▼
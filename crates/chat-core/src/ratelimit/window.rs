//! Sliding-window log budget
//!
//! Keeps the instants of the most recent spends and admits a new spend only
//! when fewer than `capacity` of them fall inside the trailing window. Unlike a
//! fixed window that resets on a boundary, this can never admit more than
//! `capacity` spends in any window-length interval.

use std::collections::VecDeque;
use std::time::{Duration, Instant};

/// A capacity-per-window send budget with an optional lockout deadline
#[derive(Debug, Clone)]
pub struct WindowBudget {
    capacity: usize,
    window: Duration,
    spends: VecDeque<Instant>,
    locked_until: Option<Instant>,
}

impl WindowBudget {
    /// Create a budget of `capacity` spends per `window`
    ///
    /// A capacity of zero is treated as one.
    pub fn new(capacity: u32, window: Duration) -> Self {
        let capacity = (capacity as usize).max(1);
        Self {
            capacity,
            window,
            spends: VecDeque::with_capacity(capacity),
            locked_until: None,
        }
    }

    /// Configured capacity
    #[inline]
    pub fn capacity(&self) -> usize {
        self.capacity
    }

    /// Configured window length
    #[inline]
    pub fn window(&self) -> Duration {
        self.window
    }

    /// Forget spends that have left the trailing window
    fn evict(&mut self, now: Instant) {
        while let Some(&oldest) = self.spends.front() {
            if now.saturating_duration_since(oldest) >= self.window {
                self.spends.pop_front();
            } else {
                break;
            }
        }
        if self.locked_until.is_some_and(|deadline| deadline <= now) {
            self.locked_until = None;
        }
    }

    /// Spends still available at `now`
    pub fn remaining(&mut self, now: Instant) -> usize {
        self.evict(now);
        self.capacity - self.spends.len()
    }

    /// How long until a spend would be admitted, or `None` if it would be now
    pub fn wait_time(&mut self, now: Instant) -> Option<Duration> {
        self.evict(now);

        let lockout = self
            .locked_until
            .map(|deadline| deadline.saturating_duration_since(now));

        let window_wait = if self.spends.len() < self.capacity {
            None
        } else {
            // Full: the oldest spend must age out first
            self.spends
                .front()
                .map(|&oldest| (oldest + self.window).saturating_duration_since(now))
        };

        match (lockout, window_wait) {
            (Some(a), Some(b)) => Some(a.max(b)),
            (a, b) => a.or(b),
        }
        .filter(|wait| !wait.is_zero())
    }

    /// Spend one unit if possible, otherwise return the wait
    pub fn try_spend(&mut self, now: Instant) -> Result<(), Duration> {
        match self.wait_time(now) {
            Some(wait) => Err(wait),
            None => {
                self.spends.push_back(now);
                Ok(())
            }
        }
    }

    /// Block every spend until `deadline`
    ///
    /// A later deadline replaces an earlier one, never the other way round.
    pub fn lock_until(&mut self, deadline: Instant) {
        self.locked_until = Some(match self.locked_until {
            Some(current) => current.max(deadline),
            None => deadline,
        });
    }

    /// Active lockout deadline, if any
    pub fn locked_until(&self) -> Option<Instant> {
        self.locked_until
    }

    /// When the next unit restores, if the budget is currently exhausted
    pub fn next_restore(&mut self, now: Instant) -> Option<Instant> {
        self.wait_time(now).map(|wait| now + wait)
    }
}
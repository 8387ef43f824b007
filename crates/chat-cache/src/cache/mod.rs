//! Tracked entity storage

mod entity_cache;

pub use entity_cache::EntityCache;
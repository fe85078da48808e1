//! Library for supervisory control of discrete-event systems in Rust.
//!
//! A discrete-event system is modeled as a finite automaton: a registry of named states, a
//! registry of named events and a transition function mapping each state to its outgoing
//! (event, targets) transitions. Events carry three independent attributes (controllable,
//! observable by the system, observable by an attacker) and states carry marked/private/bad
//! flags; these attributes are what the algorithms in this crate act on. A single
//! [`Automaton`] type covers both the deterministic and the nondeterministic case, told
//! apart by a [`Shape`] tag that decides whether adding a second target for the same
//! (state, event) overwrites or accumulates.
//!
//! On top of the data model the crate implements the classical supervisory-control
//! toolbox: accessibility, co-accessibility and trimming; product, parallel and union
//! composition; the observer (subset) construction with epsilon-closure over unobservable
//! events, including a universal variant seeded from every state at once; the supremal
//! controllable sublanguage of a plant with respect to a specification automaton; and an
//! opacity check over private states. [`ModalSpec`] adds a second, obligatory ("must")
//! transition function alongside the ordinary ("may") one and provides consistency
//! pruning, the greatest lower bound of two specifications and optimal supervisor
//! synthesis against a plant. Automata convert to and from a flat [`TransitionList`] for
//! external serializers and generators.
//!
//! Most operations build and return a fresh automaton rather than mutating in place; the
//! handful that flag states (such as [`Automaton::is_blocking`]) say so explicitly.
#![deny(missing_docs)]
#![deny(rustdoc::broken_intra_doc_links)]

/// The prelude is supposed to make using this package easier. Including everything, i.e.
/// `use supremal::prelude::*;` should be enough to use the package.
pub mod prelude {
    pub use super::{
        automaton::{Automaton, AutomatonBuilder},
        event::{Event, EventId, EventRegistry},
        export::TransitionList,
        math,
        modal::ModalSpec,
        operations::{Composition, Disabled, MarkingRule},
        state::{State, StateId, StateRegistry},
        transition::{Shape, Transition, TransitionFn},
        Error,
    };
}

/// This module contains some definitions of mathematical objects which are used throughout
/// the crate and do not really fit to the top level.
pub mod math;

mod error;
pub use error::Error;

/// States, their attributes and the name-indexed state registry.
pub mod state;

/// Events, their controllability/observability attributes and the event registry.
pub mod event;

/// Transition functions: the shape tag, per-state transition lists and epsilon-closure.
pub mod transition;

/// The automaton itself, together with its fluent builder.
pub mod automaton;
pub use automaton::{Automaton, AutomatonBuilder};

/// The algorithm toolbox: reachability, composition, the observer construction and the
/// supremal controllable sublanguage.
pub mod operations;

/// Modal specifications with may/must transition functions, pruning, greatest lower
/// bound and supervisor synthesis.
pub mod modal;
pub use modal::ModalSpec;

/// The opacity check over private states.
pub mod opacity;

/// Flattening automata to transition lists and rebuilding them.
pub mod export;
pub use export::TransitionList;

pub use transition::Shape;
▲
Word for word, write out each record shown above.

filename crates/chat-core/src/ratelimit/window.rs
//! Sliding-window log budget
//!
//! Keeps the instants of the most recent spends and admits a new spend only
//! when fewer than `capacity` of them fall inside the trailing window. Unlike a
//! fixed window that resets on a boundary, this can never admit more than
//! `capacity` spends in any window-length interval.

use std::collections::VecDeque;
use std::time::{Duration, Instant};

/// A capacity-per-window send budget with an optional lockout deadline
#[derive(Debug, Clone)]
pub struct WindowBudget {
    capacity: usize,
    window: Duration,
    spends: VecDeque<Instant>,
    locked_until: Option<Instant>,
}

impl WindowBudget {
    /// Create a budget of `capacity` spends per `window`
    ///
    /// A capacity of zero is treated as one.
    pub fn new(capacity: u32, window: Duration) -> Self {
        let capacity = (capacity as usize).max(1);
        Self {
            capacity,
            window,
            spends: VecDeque::with_capacity(capacity),
            locked_until: None,
        }
    }

    /// Configured capacity
    #[inline]
    pub fn capacity(&self) -> usize {
        self.capacity
    }

    /// Configured window length
    #[inline]
    pub fn window(&self) -> Duration {
        self.window
    }

    /// Forget spends that have left the trailing window
    fn evict(&mut self, now: Instant) {
        while let Some(&oldest) = self.spends.front() {
            if now.saturating_duration_since(oldest) >= self.window {
                self.spends.pop_front();
            } else {
                break;
            }
        }
        if self.locked_until.is_some_and(|deadline| deadline <= now) {
            self.locked_until = None;
        }
    }

    /// Spends still available at `now`
    pub fn remaining(&mut self, now: Instant) -> usize {
        self.evict(now);
        self.capacity - self.spends.len()
    }

    /// How long until a spend would be admitted, or `None` if it would be now
    pub fn wait_time(&mut self, now: Instant) -> Option<Duration> {
        self.evict(now);

        let lockout = self
            .locked_until
            .map(|deadline| deadline.saturating_duration_since(now));

        let window_wait = if self.spends.len() < self.capacity {
            None
        } else {
            // Full: the oldest spend must age out first
            self.spends
                .front()
                .map(|&oldest| (oldest + self.window).saturating_duration_since(now))
        };

        match (lockout, window_wait) {
            (Some(a), Some(b)) => Some(a.max(b)),
            (a, b) => a.or(b),
        }
        .filter(|wait| !wait.is_zero())
    }

    /// Spend one unit if possible, otherwise return the wait
    pub fn try_spend(&mut self, now: Instant) -> Result<(), Duration> {
        match self.wait_time(now) {
            Some(wait) => Err(wait),
            None => {
                self.spends.push_back(now);
                Ok(())
            }
        }
    }

    /// Block every spend until `deadline`
    ///
    /// A later deadline replaces an earlier one, never the other way round.
    pub fn lock_until(&mut self, deadline: Instant) {
        self.locked_until = Some(match self.locked_until {
            Some(current) => current.max(deadline),
            None => deadline,
        });
    }

    /// Active lockout deadline, if any
    pub fn locked_until(&self) -> Option<Instant> {
        self.locked_until
    }

    /// When the next unit restores, if the budget is currently exhausted
    pub fn next_restore(&mut self, now: Instant) -> Option<Instant> {
        self.wait_time(now).map(|wait| now + wait)
    }
}
repository 8387ef43f824b007
filename crates/chat-cache/src/cache/mod.rs
//! Tracked entity storage

mod entity_cache;

pub use entity_cache::EntityCache;
repository fe85078da48808e1
//! Library for supervisory control of discrete-event systems in Rust.
//!
//! A discrete-event system is modeled as a finite automaton: a registry of named states, a
//! registry of named events and a transition function mapping each state to its outgoing
//! (event, targets) transitions. Events carry three independent attributes (controllable,
//! observable by the system, observable by an attacker) and states carry marked/private/bad
//! flags; these attributes are what the algorithms in this crate act on. A single
//! [`Automaton`] type covers both the deterministic and the nondeterministic case, told
//! apart by a [`Shape`] tag that decides whether adding a second target for the same
//! (state, event) overwrites or accumulates.
//!
//! On top of the data model the crate implements the classical supervisory-control
//! toolbox: accessibility, co-accessibility and trimming; product, parallel and union
//! composition; the observer (subset) construction with epsilon-closure over unobservable
//! events, including a universal variant seeded from every state at once; the supremal
//! controllable sublanguage of a plant with respect to a specification automaton; and an
//! opacity check over private states. [`ModalSpec`] adds a second, obligatory ("must")
//! transition function alongside the ordinary ("may") one and provides consistency
//! pruning, the greatest lower bound of two specifications and optimal supervisor
//! synthesis against a plant. Automata convert to and from a flat [`TransitionList`] for
//! external serializers and generators.
//!
//! Most operations build and return a fresh automaton rather than mutating in place; the
//! handful that flag states (such as [`Automaton::is_blocking`]) say so explicitly.
#![deny(missing_docs)]
#![deny(rustdoc::broken_intra_doc_links)]

/// The prelude is supposed to make using this package easier. Including everything, i.e.
/// `use supremal::prelude::*;` should be enough to use the package.
pub mod prelude {
    pub use super::{
        automaton::{Automaton, AutomatonBuilder},
        event::{Event, EventId, EventRegistry},
        export::TransitionList,
        math,
        modal::ModalSpec,
        operations::{Composition, Disabled, MarkingRule},
        state::{State, StateId, StateRegistry},
        transition::{Shape, Transition, TransitionFn},
        Error,
    };
}

/// This module contains some definitions of mathematical objects which are used throughout
/// the crate and do not really fit to the top level.
pub mod math;

mod error;
pub use error::Error;

/// States, their attributes and the name-indexed state registry.
pub mod state;

/// Events, their controllability/observability attributes and the event registry.
pub mod event;

/// Transition functions: the shape tag, per-state transition lists and epsilon-closure.
pub mod transition;

/// The automaton itself, together with its fluent builder.
pub mod automaton;
pub use automaton::{Automaton, AutomatonBuilder};

/// The algorithm toolbox: reachability, composition, the observer construction and the
/// supremal controllable sublanguage.
pub mod operations;

/// Modal specifications with may/must transition functions, pruning, greatest lower
/// bound and supervisor synthesis.
pub mod modal;
pub use modal::ModalSpec;

/// The opacity check over private states.
pub mod opacity;

/// Flattening automata to transition lists and rebuilding them.
pub mod export;
pub use export::TransitionList;

pub use transition::Shape;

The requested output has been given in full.